How It Works
The main goal of XSI is simplicity. Foremost, it should be simple to use with little to no configuration required. As a read-only monitor (as opposed to things like SNMP), it has a very secure design. No user-supplied input is processed, and no data from network clients is accepted.
On the technical side, XSI runs as a single-threaded daemon and periodically collects statistics. These are served in XML format to network clients on a configurable TCP port.[1] If run with superuser privileges, it uses them to confine itself using chroot() on platforms where it can be done, and always discards them by dropping to an unprivileged user as early as possible.
XSI offers three modes of operation:
- Standard mode serves current snapshots of periodically updated statistics.

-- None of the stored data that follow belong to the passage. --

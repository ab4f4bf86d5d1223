//! Audit trace models.
//!
//! Every payroll computation records the rules it applied so a payroll
//! figure can be explained line by line after the fact.

use serde::{Deserialize, Serialize};

/// A single step in the audit trace recording a calculation decision.
///
/// Each step captures the input, output, and reasoning for a rule application.
#[derive(Debug, Clone, PartialEq, Eq, Serialize, Deserialize)]
pub struct AuditStep {
    /// The sequential step number.
    pub step_number: u32,
    /// The unique identifier of the rule that was applied.
    pub rule_id: String,
    /// The human-readable name of the rule.
    pub rule_name: String,
    /// The input data for this step.
    pub input: serde_json::Value,
    /// The output data from this step.
    pub output: serde_json::Value,
    /// Human-readable explanation of the decision.
    pub reasoning: String,
}

/// A warning generated during calculation.
///
/// Warnings indicate potential issues that don't prevent calculation
/// but may require attention.
#[derive(Debug, Clone, PartialEq, Eq, Serialize, Deserialize)]
pub struct AuditWarning {
    /// A code identifying the type of warning.
    pub code: String,
    /// A human-readable description of the warning.
    pub message: String,
    /// The severity level (e.g., "low", "medium", "high").
    pub severity: String,
}

/// The complete audit trace for a calculation.
///
/// # Example
///
/// ```
/// use hrm_engine::models::AuditTrace;
///
/// let trace = AuditTrace {
///     steps: vec![],
///     warnings: vec![],
///     duration_us: 1234,
/// };
/// assert!(trace.step("absence_deduction").is_none());
/// ```
#[derive(Debug, Clone, Default, PartialEq, Eq, Serialize, Deserialize)]
pub struct AuditTrace {
    /// The sequence of calculation steps.
    pub steps: Vec<AuditStep>,
    /// Any warnings generated during calculation.
    pub warnings: Vec<AuditWarning>,
    /// The total calculation duration in microseconds.
    pub duration_us: u64,
}

impl AuditTrace {
    /// Finds the first step produced by `rule_id`.
    pub fn step(&self, rule_id: &str) -> Option<&AuditStep> {
        self.steps.iter().find(|s| s.rule_id == rule_id)
    }
}
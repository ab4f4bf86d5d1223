//! A keyed in-memory table with row-level locks.
//!
//! Rows live behind their own `Mutex`, so a row lock serializes the
//! read-check-write on one record without blocking the rest of the table.
//! The table-wide `RwLock` is only ever held to look up, insert or remove
//! row handles, never while waiting on a row lock.

use std::collections::HashMap;
use std::fmt::Debug;
use std::hash::Hash;
use std::sync::{Arc, Mutex, MutexGuard, PoisonError, RwLock};

use crate::error::EngineError;

/// A shared handle to one row.
pub type Row<V> = Arc<Mutex<V>>;

/// Locks a row (or any mutex), recovering the data if a previous holder
/// panicked. Every mutation in the engine validates before it writes, so a
/// poisoned row still holds a consistent record.
pub fn lock<T>(mutex: &Mutex<T>) -> MutexGuard<'_, T> {
    mutex.lock().unwrap_or_else(PoisonError::into_inner)
}

/// An insert collided with an existing key.
#[derive(Debug, Clone, PartialEq, Eq)]
pub struct DuplicateKey<K> {
    /// The table the insert targeted.
    pub table: &'static str,
    /// The colliding key.
    pub key: K,
}

impl<K: Debug> From<DuplicateKey<K>> for EngineError {
    fn from(duplicate: DuplicateKey<K>) -> Self {
        EngineError::Conflict {
            message: format!("duplicate key {:?} in {}", duplicate.key, duplicate.table),
        }
    }
}

/// A table of rows with a unique key.
#[derive(Debug)]
pub struct Table<K, V> {
    name: &'static str,
    rows: RwLock<HashMap<K, Row<V>>>,
}

impl<K, V> Table<K, V>
where
    K: Eq + Hash + Clone,
    V: Clone,
{
    /// Creates an empty table.
    pub fn new(name: &'static str) -> Self {
        Self {
            name,
            rows: RwLock::new(HashMap::new()),
        }
    }

    /// The table name used in conflict messages.
    pub fn name(&self) -> &'static str {
        self.name
    }

    /// Inserts a row, failing if the key is already taken. The uniqueness
    /// check and the insert happen under one write lock.
    pub fn insert_unique(&self, key: K, value: V) -> Result<Row<V>, DuplicateKey<K>> {
        let mut rows = self.rows.write().unwrap_or_else(PoisonError::into_inner);
        if rows.contains_key(&key) {
            return Err(DuplicateKey {
                table: self.name,
                key,
            });
        }
        let row = Arc::new(Mutex::new(value));
        rows.insert(key, Arc::clone(&row));
        Ok(row)
    }

    /// Inserts a row unless the key is taken. Returns true if inserted.
    pub fn insert_if_absent(&self, key: K, value: V) -> bool {
        self.insert_unique(key, value).is_ok()
    }

    /// Returns the handle of a row so it can be locked.
    pub fn row(&self, key: &K) -> Option<Row<V>> {
        let rows = self.rows.read().unwrap_or_else(PoisonError::into_inner);
        rows.get(key).cloned()
    }

    /// Returns a copy of a row.
    pub fn get(&self, key: &K) -> Option<V> {
        self.row(key).map(|row| lock(&row).clone())
    }

    /// Returns true if the key is present.
    pub fn contains(&self, key: &K) -> bool {
        let rows = self.rows.read().unwrap_or_else(PoisonError::into_inner);
        rows.contains_key(key)
    }

    /// Removes a row, returning its last value.
    pub fn remove(&self, key: &K) -> Option<V> {
        let row = {
            let mut rows = self.rows.write().unwrap_or_else(PoisonError::into_inner);
            rows.remove(key)
        }?;
        let value = lock(&row).clone();
        Some(value)
    }

    /// Returns copies of every row matching `predicate`.
    pub fn filter<F>(&self, predicate: F) -> Vec<V>
    where
        F: Fn(&V) -> bool,
    {
        self.handles()
            .into_iter()
            .filter_map(|row| {
                let value = lock(&row);
                predicate(&value).then(|| value.clone())
            })
            .collect()
    }

    /// Returns true if any row matches `predicate`.
    pub fn any<F>(&self, predicate: F) -> bool
    where
        F: Fn(&V) -> bool,
    {
        self.handles().into_iter().any(|row| predicate(&lock(&row)))
    }

    /// Returns copies of every row.
    pub fn values(&self) -> Vec<V> {
        self.filter(|_| true)
    }

    /// Number of rows.
    pub fn len(&self) -> usize {
        let rows = self.rows.read().unwrap_or_else(PoisonError::into_inner);
        rows.len()
    }

    /// Returns true if the table has no rows.
    pub fn is_empty(&self) -> bool {
        self.len() == 0
    }

    // Row handles are collected before any row is locked so the table lock
    // is never held while waiting on a row.
    fn handles(&self) -> Vec<Row<V>> {
        let rows = self.rows.read().unwrap_or_else(PoisonError::into_inner);
        rows.values().cloned().collect()
    }
}

/// Named exclusive locks created on demand, one per key.
#[derive(Debug)]
pub struct KeyedLocks<K> {
    locks: Mutex<HashMap<K, Arc<Mutex<()>>>>,
}

impl<K: Eq + Hash + Clone> KeyedLocks<K> {
    /// Creates an empty lock set.
    pub fn new() -> Self {
        Self {
            locks: Mutex::new(HashMap::new()),
        }
    }

    /// Returns the lock for `key`, creating it on first use.
    pub fn handle(&self, key: &K) -> Arc<Mutex<()>> {
        let mut locks = lock(&self.locks);
        Arc::clone(locks.entry(key.clone()).or_default())
    }
}

impl<K: Eq + Hash + Clone> Default for KeyedLocks<K> {
    fn default() -> Self {
        Self::new()
    }
}

#[cfg(test)]
mod tests {
    use super::*;
    use crate::error::ErrorKind;
    use std::thread;

    #[test]
    fn test_insert_unique_rejects_duplicate_key() {
        let table: Table<u32, String> = Table::new("things");
        table.insert_unique(1, "first".to_string()).unwrap();
        let duplicate = table.insert_unique(1, "second".to_string()).unwrap_err();
        assert_eq!(duplicate.key, 1);
        assert_eq!(table.get(&1).unwrap(), "first");

        let err: EngineError = duplicate.into();
        assert_eq!(err.kind(), ErrorKind::Conflict);
    }

    #[test]
    fn test_insert_if_absent_keeps_existing_row() {
        let table: Table<u32, u32> = Table::new("numbers");
        assert!(table.insert_if_absent(1, 10));
        assert!(!table.insert_if_absent(1, 20));
        assert_eq!(table.get(&1), Some(10));
    }

    #[test]
    fn test_row_mutation_is_visible_through_table() {
        let table: Table<u32, u32> = Table::new("numbers");
        table.insert_unique(1, 10).unwrap();
        {
            let row = table.row(&1).unwrap();
            *lock(&row) += 5;
        }
        assert_eq!(table.get(&1), Some(15));
    }

    #[test]
    fn test_filter_and_remove() {
        let table: Table<u32, u32> = Table::new("numbers");
        for i in 0..10 {
            table.insert_unique(i, i * 10).unwrap();
        }
        let mut even = table.filter(|v| v % 20 == 0);
        even.sort();
        assert_eq!(even, vec![0, 20, 40, 60, 80]);

        assert_eq!(table.remove(&3), Some(30));
        assert!(!table.contains(&3));
        assert_eq!(table.len(), 9);
    }

    #[test]
    fn test_concurrent_unique_inserts_admit_one_winner() {
        let table: Table<&'static str, usize> = Table::new("payrolls");
        let winners: usize = thread::scope(|scope| {
            let handles: Vec<_> = (0..16)
                .map(|i| {
                    let table = &table;
                    scope.spawn(move || table.insert_unique("emp-1/2024-03", i).is_ok())
                })
                .collect();
            handles
                .into_iter()
                .map(|h| h.join().unwrap() as usize)
                .sum()
        });
        assert_eq!(winners, 1);
        assert_eq!(table.len(), 1);
    }

    #[test]
    fn test_keyed_locks_share_one_lock_per_key() {
        let locks: KeyedLocks<u32> = KeyedLocks::new();
        let a = locks.handle(&1);
        let b = locks.handle(&1);
        let c = locks.handle(&2);
        assert!(Arc::ptr_eq(&a, &b));
        assert!(!Arc::ptr_eq(&a, &c));
    }
}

- One-Shot Mode prints collected statistics to stdout and exits.
- One-Client Mode expects to be queried by a single client only, with requests by that client triggering updates of statistics.
1: XSI does not perform authentication, encryption or any access control by itself. This is by design and needs to be taken into account when deploying it. Pay attention to the SECURITY section in the xsi(8) manual after installation!
Stats & Information
XSI monitors a variety of useful and interesting statistics. This data should allow the user to observe a machine's health and be alerted to problems or failures.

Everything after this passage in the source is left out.